30th President of the Romanian Football Federation
- Incumbent
- Assumed office 5 March 2014
- Preceded by: Mircea Sandu

1st President of the European Minifootball Federation
- In office 25 March 2012 – January 2017

Personal details
- Born: Răzvan Marian Burleanu 1 July 1984 (age 42) Focșani, Romania
- Education: National University of Political Studies and Public Administration

= Răzvan Burleanu =

Romanian football administrator

Răzvan Marian Burleanu (born 1 July 1984) is a Romanian business administrator and sports manager. Since March 2014, Burleanu has served as the president of the Romanian Football Federation (FRF).
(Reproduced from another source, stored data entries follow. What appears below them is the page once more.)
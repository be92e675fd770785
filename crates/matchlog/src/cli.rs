//! Command-line interface
//!
//! Every command opens the configured store, runs, and closes it again.
//! Configuration comes from `--config` (TOML), with `--database` overriding
//! the store URL.

use anyhow::{Context, Result};
use clap::{Parser, Subcommand, ValueEnum};
use matchlog_storage::{create_storage, Storage};
use std::path::{Path, PathBuf};
use std::process::ExitCode;
use std::sync::Arc;
use tokio::io::{AsyncBufRead, BufReader};
use tracing::{info, warn};

use crate::config::{Config, DatabaseConfig};
use crate::ingest::flush::FlushCoordinator;
use crate::ingest::{IngestReport, Ingestor};
use crate::output::{print_items, HistoryEntry, IngestLine, MatchSummary, Ranked};
use crate::{metrics, spool};

#[derive(Debug, Clone, Copy, ValueEnum, Default, PartialEq, Eq)]
pub enum OutputFormat {
    #[default]
    Table,
    Json,
    Csv,
}

#[derive(Debug, Parser)]
#[command(name = "matchlog")]
#[command(about = "Match log ingestion and player ratings", long_about = None)]
pub struct Cli {
    /// Path to config file
    #[arg(short, long, global = true)]
    pub config: Option<PathBuf>,

    /// Storage URL, overrides [database] from the config file
    #[arg(long, global = true)]
    pub database: Option<String>,

    /// Verbose output
    #[arg(short, long, global = true)]
    pub verbose: bool,

    /// Output format
    #[arg(long, global = true, default_value = "table")]
    pub format: OutputFormat,

    #[command(subcommand)]
    pub command: Commands,
}

#[derive(Debug, Subcommand)]
pub enum Commands {
    /// Ingest server log files in order ("-" reads stdin)
    Ingest {
        #[arg(required = true)]
        files: Vec<PathBuf>,
    },
    /// Show players ranked by current rating
    Leaderboard {
        #[arg(long)]
        limit: Option<u32>,
    },
    /// Show a player's archived snapshots, oldest first
    History {
        /// Stable player id, e.g. [U:1:1001]
        player: String,
    },
    /// List stored matches, newest first
    Matches {
        #[arg(long)]
        limit: Option<u32>,
    },
    /// Re-ingest the spool of matches that failed to flush
    Retry,
}

impl Cli {
    /// Effective configuration for this invocation
    pub fn load_config(&self) -> Result<Config> {
        let mut config = match &self.config {
            Some(path) => Config::from_file(path)
                .with_context(|| format!("failed to load config {}", path.display()))?,
            None => Config::default(),
        };

        if let Some(url) = &self.database {
            config.database = DatabaseConfig::from_url(url.clone());
            config.validate()?;
        }
        Ok(config)
    }
}

/// Run the parsed command line
pub async fn run(cli: Cli) -> Result<ExitCode> {
    let config = cli.load_config()?;

    let metrics = metrics::init(config.metrics.as_ref()).await?;

    let storage_config = config.database.storage_config()?;
    let storage = create_storage(&storage_config)
        .await
        .context("failed to open storage")?;

    let result = dispatch(&cli, &config, &storage).await;

    if let Err(e) = storage.close().await {
        warn!(error = %e, "failed to close storage cleanly");
    }
    metrics.shutdown().await;
    result
}

async fn dispatch(cli: &Cli, config: &Config, storage: &Arc<dyn Storage>) -> Result<ExitCode> {
    match &cli.command {
        Commands::Ingest { files } => ingest(config, storage, files, cli.format).await,
        Commands::Retry => retry(config, storage, cli.format).await,
        Commands::Leaderboard { limit } => {
            let board = storage.leaderboard(*limit).await?;
            print_items(&Ranked::from_board(board), cli.format);
            Ok(ExitCode::SUCCESS)
        }
        Commands::History { player } => {
            let history = storage.player_history(player).await?;
            if history.is_empty() {
                eprintln!("No snapshots for player {}", player);
                return Ok(ExitCode::FAILURE);
            }
            let entries: Vec<HistoryEntry> = history.into_iter().map(HistoryEntry::from).collect();
            print_items(&entries, cli.format);
            Ok(ExitCode::SUCCESS)
        }
        Commands::Matches { limit } => {
            let matches = storage.list_matches(*limit).await?;
            let rows: Vec<MatchSummary> = matches.into_iter().map(MatchSummary::from).collect();
            print_items(&rows, cli.format);
            Ok(ExitCode::SUCCESS)
        }
    }
}

fn new_ingestor(config: &Config, storage: &Arc<dyn Storage>) -> Ingestor {
    let flusher = FlushCoordinator::new(
        Arc::clone(storage),
        config.rating.clone(),
        config.flush.timeout(),
    );
    Ingestor::new(config.source.name.clone(), flusher)
}

async fn open_input(path: &Path) -> Result<Box<dyn AsyncBufRead + Unpin + Send>> {
    if path == Path::new("-") {
        return Ok(Box::new(BufReader::new(tokio::io::stdin())));
    }
    let file = tokio::fs::File::open(path)
        .await
        .with_context(|| format!("failed to open {}", path.display()))?;
    Ok(Box::new(BufReader::new(file)))
}

async fn ingest(
    config: &Config,
    storage: &Arc<dyn Storage>,
    files: &[PathBuf],
    format: OutputFormat,
) -> Result<ExitCode> {
    let mut ingestor = new_ingestor(config, storage);
    let mut reports = Vec::new();

    for path in files {
        let reader = open_input(path).await?;
        let found = ingestor
            .ingest_reader(reader)
            .await
            .with_context(|| format!("failed to ingest {}", path.display()))?;
        info!(file = %path.display(), matches = found.len(), "file ingested");
        reports.extend(found);
    }

    finish(config, &mut ingestor, &reports, format, SpoolMode::Append).await
}

async fn retry(
    config: &Config,
    storage: &Arc<dyn Storage>,
    format: OutputFormat,
) -> Result<ExitCode> {
    let path = config.flush.spool_path.clone();
    let lines = tokio::task::spawn_blocking(move || spool::read(&path)).await??;
    if lines.is_empty() {
        info!(spool = %config.flush.spool_path.display(), "spool is empty, nothing to retry");
        return Ok(ExitCode::SUCCESS);
    }

    let mut ingestor = new_ingestor(config, storage);
    let mut reports = Vec::new();
    for line in &lines {
        if let Some(report) = ingestor.ingest_line(line).await {
            reports.push(report);
        }
    }

    finish(config, &mut ingestor, &reports, format, SpoolMode::Replace).await
}

enum SpoolMode {
    Append,
    Replace,
}

/// Give failed flushes one more attempt, then spool what is still failing
async fn finish(
    config: &Config,
    ingestor: &mut Ingestor,
    reports: &[IngestReport],
    format: OutputFormat,
    mode: SpoolMode,
) -> Result<ExitCode> {
    if ingestor.flusher().pending_len() > 0 {
        match ingestor.flusher().retry_pending().await {
            Ok(summary) => info!(
                persisted = summary.persisted,
                duplicates = summary.duplicates,
                still_pending = summary.still_pending,
                "retried failed flushes"
            ),
            Err(e) => warn!(error = %e, "retry of failed flushes skipped"),
        }
    }

    let failed = ingestor.take_failed_segments();
    let spooled = failed.len();
    let path = config.flush.spool_path.clone();
    tokio::task::spawn_blocking(move || match mode {
        SpoolMode::Append => spool::append(&path, &failed).map(|_| ()),
        SpoolMode::Replace => spool::replace(&path, &failed),
    })
    .await??;

    let stats = ingestor.stats();
    let stray_anomalies = ingestor.take_stray_anomalies().len();
    info!(
        source = %ingestor.source(),
        lines = stats.lines,
        events = stats.events,
        ignored = stats.ignored,
        malformed = stats.malformed,
        matches = reports.len(),
        stray_anomalies,
        spooled,
        "ingest finished"
    );

    let rows: Vec<IngestLine> = reports.iter().map(IngestLine::from).collect();
    print_items(&rows, format);

    if spooled > 0 {
        warn!(
            spool = %config.flush.spool_path.display(),
            matches = spooled,
            "matches could not be stored and were spooled for `matchlog retry`"
        );
        return Ok(ExitCode::FAILURE);
    }
    Ok(ExitCode::SUCCESS)
}

#[cfg(test)]
mod tests {
    use super::*;
    use clap::CommandFactory;

    #[test]
    fn test_cli_definition_is_valid() {
        Cli::command().debug_assert();
    }

    #[test]
    fn test_parse_ingest() {
        let cli = Cli::try_parse_from(["matchlog", "ingest", "a.log", "b.log"]).unwrap();
        match cli.command {
            Commands::Ingest { files } => assert_eq!(files.len(), 2),
            other => panic!("unexpected command {:?}", other),
        }
        assert_eq!(cli.format, OutputFormat::Table);
    }

    #[test]
    fn test_ingest_requires_files() {
        assert!(Cli::try_parse_from(["matchlog", "ingest"]).is_err());
    }

    #[test]
    fn test_global_flags_after_subcommand() {
        let cli = Cli::try_parse_from([
            "matchlog",
            "leaderboard",
            "--limit",
            "5",
            "--format",
            "json",
            "--database",
            "sqlite://:memory:",
        ])
        .unwrap();

        assert!(matches!(cli.command, Commands::Leaderboard { limit: Some(5) }));
        assert_eq!(cli.format, OutputFormat::Json);

        let config = cli.load_config().unwrap();
        assert_eq!(
            config.database.storage_url().unwrap(),
            "sqlite://:memory:"
        );
    }

    #[test]
    fn test_bad_database_override_rejected() {
        let cli =
            Cli::try_parse_from(["matchlog", "retry", "--database", "mysql://x"]).unwrap();
        assert!(cli.load_config().is_err());
    }

    #[cfg(feature = "sqlite")]
    #[tokio::test]
    async fn test_run_leaderboard_on_empty_store() {
        let cli = Cli::try_parse_from([
            "matchlog",
            "leaderboard",
            "--database",
            "sqlite://:memory:",
        ])
        .unwrap();
        assert_eq!(run(cli).await.unwrap(), ExitCode::SUCCESS);
    }
}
Prior to his appointment as president, Burleanu also served as first president of the European Minifootball Federation.
https://informat.ro/en/sport/razvan-burleanu-is-facing-legal-challenges-after-being-re-elected-at-the-head-of-the-frf-113433

==Career==
Burleanu was elected president of the Romanian Football Federation (FRF) on 5 March 2014. He was previously the head of the European Minifootball Federation (EMF) from 25 March 2012 until January 2017.

==Views==
During the 2024 Romanian presidential election, Burleanu urged fans to support "European values".

==Personal life==
Burleanu is the son of former football midfielder Gheorghe Burleanu, who totalled 352 Divizia A matches and scored 49 goals for FC Olt Scornicești, FCM Târgoviște, Dacia Unirea Brăila, FCM Bacău and Ceahlăul Piatra Neamț.